Shaping tomorrow: Developing and deploying generative AI apps responsibly with Azure AI Studio
Published May 21 2024 08:30 AM 8,019 Views

In the last twelve months, from casual conversations at home to in-depth debates on tech forums, the buzz around generative AI has been pervasive. It is changing how companies think about their products, how they develop software, and how they leverage technology themselves for improved productivity.


In 2023, companies across the globe took time to understand the technology’s capabilities and applicability. However, a parallel realization surfaced: unconstrained, generative AI makes errors. It might generate non-existent URLs, fabricate data, issue unwarranted apologies, or even revise the Seahawks' Super Bowl 49 outcome (we are good with the last one!).  These quirks are inherent to the 'generative' aspect of GenAI.


With this, companies embarked on a second journey to drive quality. They tackled the challenge of mitigating unsuitable AI responses and embraced new paradigms in continuous integration/continuous delivery (CI/CD) and regression testing. They also intensified the monitoring of their AI solutions in production environments. It's a journey akin to navigating the complexities of traditional software development but compounded by the unpredictable nature of generative AI.


In 2024, bugs now include inconsistencies in groundedness, fluency, output length, and unpredictable latencies - all of which require their own suites of regression testing prior to merging into the main branch. Moreover, ensuring that the generated text and media adheres to responsibility requirements is critical, with rigorous testing needed to prevent hate speech, self-harm, inappropriate sexual content, and factual inaccuracies. Additional measures are also required to repel attempts to manipulate or "jailbreak" the system. Once these solutions are deployed, continuous monitoring is essential, both for individual requests and overall system performance, to guard against any drift over time.


To create responsible and truly transformative, customized, production-ready copilots that support advanced use cases, multiple interoperating APIs need to be combined with models, prompts, and grounding data, finetuned, tested, and deployed at scale. To accomplish this, developers need the right tools.





Announcing Azure AI Studio 

At Microsoft, we're thrilled to announce Azure AI Studio, now generally available, as your go-to platform for developing and deploying generative AI applications securely and safely. No matter your generative AI use case, Azure AI Studio accelerates the entire generative AI development lifecycle, empowering developers to build and shape the future with AI. 

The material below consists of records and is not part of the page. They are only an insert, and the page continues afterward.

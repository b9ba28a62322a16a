pub mod job;
pub mod profile;
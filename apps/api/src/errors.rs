use axum::{
    http::StatusCode,
    response::{IntoResponse, Response},
    Json,
};
use serde_json::json;
use thiserror::Error;

/// Caller-contract violations raised by the matching core.
#[derive(Debug, Error, PartialEq)]
pub enum MatchError {
    #[error("Invalid argument: {0}")]
    InvalidArgument(String),
}

/// Application-level error type.
/// Implements `IntoResponse` so Axum handlers can return `Result<T, AppError>`.
#[derive(Debug, Error)]
pub enum AppError {
    #[error("Validation error: {0}")]
    Validation(String),

    #[error("LLM error: {0}")]
    Llm(String),

    #[error("Internal server error: {0}")]
    Internal(#[from] anyhow::Error),
}

impl From<MatchError> for AppError {
    fn from(err: MatchError) -> Self {
        match err {
            MatchError::InvalidArgument(msg) => AppError::Validation(msg),
        }
    }
}

impl IntoResponse for AppError {
    fn into_response(self) -> Response {
        let (status, code, message) = match &self {
            AppError::Validation(msg) => (StatusCode::BAD_REQUEST, "VALIDATION_ERROR", msg.clone()),
            AppError::Llm(msg) => {
                tracing::error!("LLM error: {msg}");
                (
                    StatusCode::INTERNAL_SERVER_ERROR,
                    "LLM_ERROR",
                    "An AI processing error occurred".to_string(),
                )
            }
            AppError::Internal(e) => {
                tracing::error!("Internal error: {e:?}");
                (
                    StatusCode::INTERNAL_SERVER_ERROR,
                    "INTERNAL_ERROR",
                    "An internal server error occurred".to_string(),
                )
            }
        };

        let body = Json(json!({
            "error": {
                "code": code,
                "message": message
            }
        }));

        (status, body).into_response()
    }
}
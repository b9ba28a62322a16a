use std::sync::Arc;

use crate::config::Config;
use crate::matching::enrichment::ReasonEnricher;
use crate::matching::scorer::{FitScorer, MultiFactorScorer};

/// Shared application state injected into all route handlers via Axum extractors.
#[derive(Clone)]
pub struct AppState {
    pub config: Config,
    /// Pluggable fit scorer. Default: MultiFactorScorer over the stock vocabulary.
    pub scorer: Arc<dyn FitScorer>,
    /// Reason elaboration. `None` when no LLM server is configured.
    pub enricher: Option<Arc<dyn ReasonEnricher>>,
}

impl AppState {
    /// Deterministic-only state: default scorer, no elaboration.
    pub fn new(config: Config) -> Self {
        Self {
            config,
            scorer: Arc::new(MultiFactorScorer::standard()),
            enricher: None,
        }
    }

    pub fn with_enricher(mut self, enricher: Arc<dyn ReasonEnricher>) -> Self {
        self.enricher = Some(enricher);
        self
    }
}
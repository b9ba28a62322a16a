use once_cell::sync::Lazy;
use regex::Regex;
use serde::{Deserialize, Serialize};

use crate::errors::MatchError;
use crate::models::job::{Job, JobType};

pub const DEFAULT_LIMIT: usize = 20;

/// Explicit region locks in a job's location text ("US only", "EMEA only").
static REGION_LOCK: Lazy<Regex> = Lazy::new(|| {
    Regex::new(r"(?i)\b(usa|us|uk|canada|europe|eu|india|north america|americas|emea)\s+only\b")
        .unwrap()
});

/// Names that satisfy each region lock. Compared as whole words against the requested location.
const REGION_NAMES: &[(&str, &[&str])] = &[
    ("usa", &["us", "usa", "united states", "america"]),
    ("us", &["us", "usa", "united states", "america"]),
    ("uk", &["uk", "united kingdom", "britain", "england"]),
    ("canada", &["canada"]),
    ("europe", &["europe", "eu", "european union"]),
    ("eu", &["europe", "eu", "european union"]),
    ("india", &["india"]),
    (
        "north america",
        &["north america", "america", "us", "usa", "united states", "canada"],
    ),
    (
        "americas",
        &[
            "americas",
            "america",
            "north america",
            "south america",
            "latin america",
            "us",
            "usa",
            "united states",
            "canada",
        ],
    ),
    (
        "emea",
        &["emea", "europe", "eu", "uk", "united kingdom", "middle east", "africa"],
    ),
];

static LPA_AMOUNT: Lazy<Regex> = Lazy::new(|| Regex::new(r"(?i)(\d+(?:\.\d+)?)\s*lpa\b").unwrap());

/// One lakh rupees.
const LAKH: f64 = 100_000.0;

/// Hard filters applied after scoring. Location is permissive, job type strict.
#[derive(Debug, Clone, PartialEq, Serialize)]
pub struct SearchFilters {
    pub location: Option<String>,
    pub job_type: Option<JobType>,
    pub min_salary: Option<f64>,
    pub limit: usize,
}

impl Default for SearchFilters {
    fn default() -> Self {
        Self {
            location: None,
            job_type: None,
            min_salary: None,
            limit: DEFAULT_LIMIT,
        }
    }
}

impl SearchFilters {
    pub fn validate(&self) -> Result<(), MatchError> {
        if self.limit == 0 {
            return Err(MatchError::InvalidArgument(
                "limit must be at least 1".to_string(),
            ));
        }
        if let Some(min) = self.min_salary {
            if !min.is_finite() || min < 0.0 {
                return Err(MatchError::InvalidArgument(format!(
                    "min_salary must be a non-negative number, got {min}"
                )));
            }
        }
        Ok(())
    }

    /// Derives filters from a free-text search such as "python intern india 5 lpa".
    pub fn from_query(query: &str) -> Self {
        let lower = query.to_lowercase();
        let mut filters = Self::default();

        if lower.contains("intern") {
            filters.job_type = Some(JobType::Internship);
        } else if lower.contains("freelance") {
            filters.job_type = Some(JobType::Freelance);
        }

        if lower.contains("india") {
            filters.location = Some("India".to_string());
        }

        if let Some(caps) = LPA_AMOUNT.captures(&lower) {
            if let Ok(lakhs) = caps[1].parse::<f64>() {
                filters.min_salary = Some(lakhs * LAKH);
            }
        }

        filters
    }

    /// Whether `job` passes every active filter.
    pub fn matches(&self, job: &Job) -> bool {
        self.location_allows(job) && self.job_type_allows(job) && self.salary_allows(job)
    }

    /// Drops a job only when it is explicitly locked to a region other than the requested one.
    fn location_allows(&self, job: &Job) -> bool {
        let Some(requested) = self.location.as_deref().map(str::trim) else {
            return true;
        };
        if requested.is_empty() {
            return true;
        }

        let requested = word_padded(requested);
        let location = job.location.to_lowercase();
        if word_padded(&location).contains(&requested) {
            return true;
        }

        REGION_LOCK
            .captures_iter(&location)
            .all(|caps| region_covers(&caps[1], &requested))
    }

    fn job_type_allows(&self, job: &Job) -> bool {
        self.job_type.map_or(true, |wanted| job.job_type == wanted)
    }

    /// Unknown salaries stay in.
    fn salary_allows(&self, job: &Job) -> bool {
        let Some(min) = self.min_salary else {
            return true;
        };
        match job.salary.as_ref().and_then(|s| s.annualized_upper()) {
            Some(upper) => upper >= min,
            None => true,
        }
    }
}

/// Whether a lock on `region` admits the requested location, given as `word_padded` text.
fn region_covers(region: &str, requested: &str) -> bool {
    let region = word_padded(region);
    let region = region.trim();
    let names = REGION_NAMES
        .iter()
        .find(|(lock, _)| *lock == region)
        .map_or(&[][..], |(_, names)| *names);

    std::iter::once(region)
        .chain(names.iter().copied())
        .any(|name| requested.contains(&format!(" {name} ")))
}

/// Lowercase words separated by single spaces, with a space at each end.
fn word_padded(text: &str) -> String {
    let words: Vec<String> = text
        .split(|c: char| !c.is_alphanumeric())
        .filter(|w| !w.is_empty())
        .map(str::to_lowercase)
        .collect();
    format!(" {} ", words.join(" "))
}

/// Filters as they arrive over HTTP. Every field is optional and overrides the
/// query-derived value when present. `limit` is signed so a negative value is
/// reported rather than rejected by the JSON layer.
#[derive(Debug, Clone, Default, Deserialize)]
pub struct SearchFiltersInput {
    pub location: Option<String>,
    pub job_type: Option<JobType>,
    pub min_salary: Option<f64>,
    pub limit: Option<i64>,
}

impl SearchFiltersInput {
    pub fn apply_over(self, base: SearchFilters) -> Result<SearchFilters, MatchError> {
        let limit = match self.limit {
            Some(limit) => usize::try_from(limit).map_err(|_| {
                MatchError::InvalidArgument(format!("limit must be at least 1, got {limit}"))
            })?,
            None => base.limit,
        };

        let filters = SearchFilters {
            location: self.location.or(base.location),
            job_type: self.job_type.or(base.job_type),
            min_salary: self.min_salary.or(base.min_salary),
            limit,
        };
        filters.validate()?;
        Ok(filters)
    }
}
// Shared prompt fragments. Feature-specific prompts live next to the feature
// (see matching/prompts.rs).

/// System prompt fragment that enforces JSON-only output.
pub const JSON_ONLY_SYSTEM: &str = "You are a precise, structured assistant. \
    You MUST respond with valid JSON only. \
    Do NOT include any text outside the JSON object. \
    Do NOT use markdown code fences. \
    Do NOT include explanations or apologies.";

/// Stops the model from contradicting the numbers it is given.
pub const FIDELITY_INSTRUCTION: &str = "\
    CRITICAL: The scores, skills and recommendation below are final. \
    Do NOT change, re-estimate or dispute them. \
    Only explain them in friendlier words, using facts present in the input.";
// Ingest: raw scraper output → canonical, deduplicated jobs.
// Pure CPU work; the scraping itself happens in the source adapters.

pub mod dedup;
pub mod normalizer;
pub mod parsing;

use chrono::{DateTime, Utc};
use rayon::prelude::*;
use serde::{Deserialize, Serialize};
use tracing::{info, warn};

use crate::ingest::dedup::deduplicate;
use crate::ingest::normalizer::{normalize, NormalizationError};
use crate::models::job::{Job, RawRecord};

/// All records one source adapter returned for a search.
#[derive(Debug, Clone, Serialize, Deserialize)]
pub struct SourceBatch {
    pub source: String,
    #[serde(default)]
    pub records: Vec<RawRecord>,
}

/// A record dropped during normalization.
#[derive(Debug, Clone, Serialize)]
pub struct RejectedRecord {
    pub source: String,
    pub index: usize,
    pub reason: String,
}

#[derive(Debug, Clone, Serialize)]
pub struct NormalizedBatch {
    pub jobs: Vec<Job>,
    pub rejected: Vec<RejectedRecord>,
}

#[derive(Debug, Clone, Serialize)]
pub struct AggregateReport {
    pub jobs: Vec<Job>,
    pub received: usize,
    pub dropped: usize,
    pub duplicates_removed: usize,
    pub rejected: Vec<RejectedRecord>,
}

/// Normalizes one source's records in parallel. Bad records are dropped and reported,
/// never propagated. Output keeps the input order.
pub fn normalize_batch(batch: &SourceBatch, now: DateTime<Utc>) -> NormalizedBatch {
    let results: Vec<(usize, Result<Job, NormalizationError>)> = batch
        .records
        .par_iter()
        .enumerate()
        .map(|(index, record)| (index, normalize(record, &batch.source, now)))
        .collect();

    let mut jobs = Vec::with_capacity(results.len());
    let mut rejected = Vec::new();

    for (index, result) in results {
        match result {
            Ok(job) => jobs.push(job),
            Err(e) => {
                warn!(source = %batch.source, index, "Dropping raw record: {e}");
                rejected.push(RejectedRecord {
                    source: batch.source.clone(),
                    index,
                    reason: e.to_string(),
                });
            }
        }
    }

    NormalizedBatch { jobs, rejected }
}

/// Normalizes every batch, then deduplicates across sources in one pass.
pub fn aggregate(batches: &[SourceBatch], now: DateTime<Utc>) -> AggregateReport {
    let received: usize = batches.iter().map(|b| b.records.len()).sum();

    let mut normalized = Vec::with_capacity(received);
    let mut rejected = Vec::new();
    for batch in batches {
        let result = normalize_batch(batch, now);
        normalized.extend(result.jobs);
        rejected.extend(result.rejected);
    }

    let before_dedup = normalized.len();
    let jobs = deduplicate(normalized);
    let duplicates_removed = before_dedup - jobs.len();

    info!(
        "Aggregated {} sources: {} received, {} dropped, {} duplicates removed, {} unique jobs",
        batches.len(),
        received,
        rejected.len(),
        duplicates_removed,
        jobs.len()
    );

    AggregateReport {
        jobs,
        received,
        dropped: rejected.len(),
        duplicates_removed,
        rejected,
    }
}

Azure AI Studio is a key component of Microsoft's copilot platform. It is a pro-code platform offering capabilities to fully customize and configure generative AI applications with Azure-grade security, privacy, and compliance. Flexible and integrated visual and code-first tooling and pre-built quick-start templates streamline and accelerate copilot creation using Azure AI services and tools, with full control over infrastructure. 




It simplifies the transition from concept to production with easy setup, management, and API support, while also helping developers address safety and quality issues. The platform includes Azure AI services like Azure OpenAI Service and Azure AI Search and familiar tooling from Azure Machine Learning, like prompt flow for guided experiences for quick prototyping. It supports code-first SDKs and CLIs, integrated with the Azure Developer (AZD) CLI and AI Toolkit for Visual Studio Code to provide the needed scalability as demand grows. 



API and Model Choice 

Discover the best AI services and models for your use case  

Whatever the use case, developers can build intelligent multimodal, multi-lingual copilots with out-of-the-box and customizable models and APIs, like language, speech, content safety, and more.  


With the model catalog, you will find over 1600 models from providers like Meta, Mistral, Microsoft, and OpenAI, including GPT 4 Turbo with Vision and Microsoft’s small language model (SLM) Phi3- and new models from Core42 and Nixtla. Models from Bria AI, Gretel, NTT DATA, Stability AI, AI21, and Cohere Rerank are coming soon. Models curated by Azure AI are the most widely deployed models, packaged and optimized to work on the Azure AI platform. At the same time, the Hugging Face collection provides the breadth of many hundreds of models which allow users to consume the exact model best for them. And there are so many more to choose from!



Azure AI Studio's model benchmark dashboard allows developers to compare the performance of models across various industry-standard datasets to understand where specific models perform best. Benchmarks provide model evaluations using metrics such as accuracy, coherence, fluency, and GPT similarity. Users can view benchmark results in dashboard graph and list formats, enabling side-by-side model comparisons. 




The model catalog offers two ways to deploy models: Models as a Service (MaaS) and Models as a Platform (MaaP). MaaS provides pay-as-you-go per-token pricing, while MaaP offers models deployed on dedicated virtual machines (VMs), billed as VMs per-hour. 


Azure AI Studio also scans open models for security threats and vulnerabilities before onboarding them to the Azure AI collection, providing validations within model cards so developers can deploy models with confidence. 




Complete AI Toolchain 

Azure AI Studio offers collaborative and comprehensive tooling to support the development lifecycle and differentiate your apps. 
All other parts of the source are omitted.